1. Do you have any ideas as to what Cpc2’s binding partner in the outer mitochondrial membrane might be? Would it be possible to map translocation complexes of the outer membrane onto the tomograms of mitochondria to determine whether the ribosomes are in close proximity to these, supporting your hypothesis that the hibernating ribosomes are ready to restart mitochondrial protein synthesis upon nutrient repletion?

That’s a great question. Currently, we do not have a definitive answer, but we have some ideas, and we are actively investigating this. Based on the data we have, we cannot map translocation complexes directly, but it’s an excellent suggestion and a possibility we can explore in the future.

2. Mammalian mitochondria tend to fuse, rather than fragment, during starvation to protect themselves from mitophagy. Do you have an explanation for why pombe mitochondria do the opposite? Do other yeast species’ mitochondria behave the same as S. pombe’s during starvation?

Based on available literature, we found that some yeast, including both budding and fission yeast, fragment their mitochondria in response to stress induced by glucose depletion. The function of mitochondria fragmentation in promoting cell survival during starvation could be to enhance the efficiency of energy production. Smaller mitochondria have a higher surface area-to-volume ratio, possibly facilitating more efficient nutrient utilization and ATP production. Mitochondria fragmentation could also function as a way of selectively removing damaged mitochondria via mitophagy, helping to prevent the generation of reactive oxygen species (ROS) that could be harmful during nutrient depletion. We are indeed fascinated, how in mammals, mitochondria tend to elongate to protect themselves from mitophagy. Nevertheless, in some cancers, particularly colon cancer, mitochondria tend to fragment to boost bioenergetics and somehow confer cell survival.

 

3. In your preprint, especially in the abstract, it sounds like you propose that the sequestration of ribosomes to mitochondria may confer cell survival. However, in the corresponding data, Cpc2 deletion impacted cell survival even in EMM 2% glucose media (Figure 4B), where cells are not glucose-deprived, mitochondria are not fragmented and ribosomes are not sequestered to mitochondria (Figure S9). Therefore Cpc2’s interaction with the mitochondrial membrane and the associated ribosome sequestration may not be the factors that confer cell survival, but rather it may be another function of Cpc2 important specifically in the EMM medium but not under glucose-deprivation.

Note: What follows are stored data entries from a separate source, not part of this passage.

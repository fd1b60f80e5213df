//! Field name classification.

use lazy_static::lazy_static;
use regex::Regex;

use super::rules::patterns::{AMOUNT_KEYWORD, DATE_KEYWORD, ORGANIZATION_KEYWORD};

/// Value shape a field name is resolved to.
#[derive(Debug, Clone, Copy, PartialEq, Eq)]
pub enum FieldKind {
    Date,
    Amount,
    Organization,
    Label,
}

lazy_static! {
    /// Evaluated top to bottom, first match wins.
    static ref DEFAULT_RULES: Vec<(&'static Regex, FieldKind)> = vec![
        (&*DATE_KEYWORD, FieldKind::Date),
        (&*AMOUNT_KEYWORD, FieldKind::Amount),
        (&*ORGANIZATION_KEYWORD, FieldKind::Organization),
    ];
}

/// Maps field names to a [`FieldKind`] through an ordered rule table.
pub struct FieldClassifier {
    rules: &'static [(&'static Regex, FieldKind)],
}

impl FieldClassifier {
    pub fn new() -> Self {
        Self {
            rules: DEFAULT_RULES.as_slice(),
        }
    }

    /// Classify `name`; anything no rule claims is a generic label.
    pub fn classify(&self, name: &str) -> FieldKind {
        let key = name.trim().to_lowercase();
        self.rules
            .iter()
            .find(|(predicate, _)| predicate.is_match(&key))
            .map(|(_, kind)| *kind)
            .unwrap_or(FieldKind::Label)
    }
}

impl Default for FieldClassifier {
    fn default() -> Self {
        Self::new()
    }
}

This is an excellent point; we are only beginning to uncover new roles for Cpc2. In fact, the function of Cpc2 extends beyond translation and goes into cell signaling, while its homolog’s function, RACK1, extends to cell survival and apoptosis in mammals. This makes it an interesting target for cancer research. Since expression of Cpc2 is a tightly regulated process, we speculate that using EMM medium as a minimal medium, compared to a rich medium, could have a broader effect on cell survival. We are currently trying to narrow Cps2 deletion to protein synthesis, and we will have more information on this soon.